Task prompt:
Only lines with the string "operations" should be returned from the data below.

*** The data ***

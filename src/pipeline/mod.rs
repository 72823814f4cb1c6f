//! Pipeline coordinator.
//!
//! # Data Flow
//! ```text
//! ExecuteRequest
//!     → validate (no I/O)
//!     → ChainClient: chain ID + account (fresh, concurrent)
//!     → MessageCipher: one envelope per call
//!     → TransactionBuilder: sign
//!     → ChainClient: broadcast → poll_confirmation (best effort)
//!     → ExecuteOutcome (responses decrypted with the retained nonces)
//!
//! QueryRequest
//!     → validate → code hash → encrypt → ChainClient::query_contract → decrypt
//! ```

pub mod coordinator;
pub mod error;
pub mod state;
pub mod types;

pub use coordinator::Pipeline;
pub use error::{PipelineError, PipelineResult};
pub use state::PipelineState;
pub use types::{ContractCall, ExecuteOutcome, ExecuteRequest, QueryRequest};
//! Resilience subsystem.
//!
//! # Data Flow
//! ```text
//! Confirmation poll:
//!     → retries.rs (attempt cap + wall-clock window)
//!     → lifecycle::OperationContext (deadline, cancellation)
//! ```
//!
//! # Design Decisions
//! - Timeouts are non-negotiable; every external call has a deadline
//! - Only idempotent reads are retried; broadcasts never are
//! - A spent budget degrades to "no result", not an error

pub mod retries;

pub use retries::RetryBudget;
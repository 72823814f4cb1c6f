//! OS signal handling.
//!
//! Ctrl-C cancels in-flight operations instead of killing the process, so a
//! pipeline stops at its next await point and reports `Cancelled`.

use crate::lifecycle::context::Cancellation;

/// Cancel `cancellation` when the process receives Ctrl-C.
pub fn cancel_on_ctrl_c(cancellation: Cancellation) {
    tokio::spawn(async move {
        match tokio::signal::ctrl_c().await {
            Ok(()) => {
                tracing::warn!("Interrupt received, cancelling in-flight operations");
                cancellation.cancel();
            }
            Err(e) => tracing::error!(error = %e, "Failed to install Ctrl-C handler"),
        }
    });
}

***

Solution to the problem:
//! Ctrl-C cancels in-flight operations instead of killing the process, so a
                tracing::warn!("Interrupt received, cancelling in-flight operations");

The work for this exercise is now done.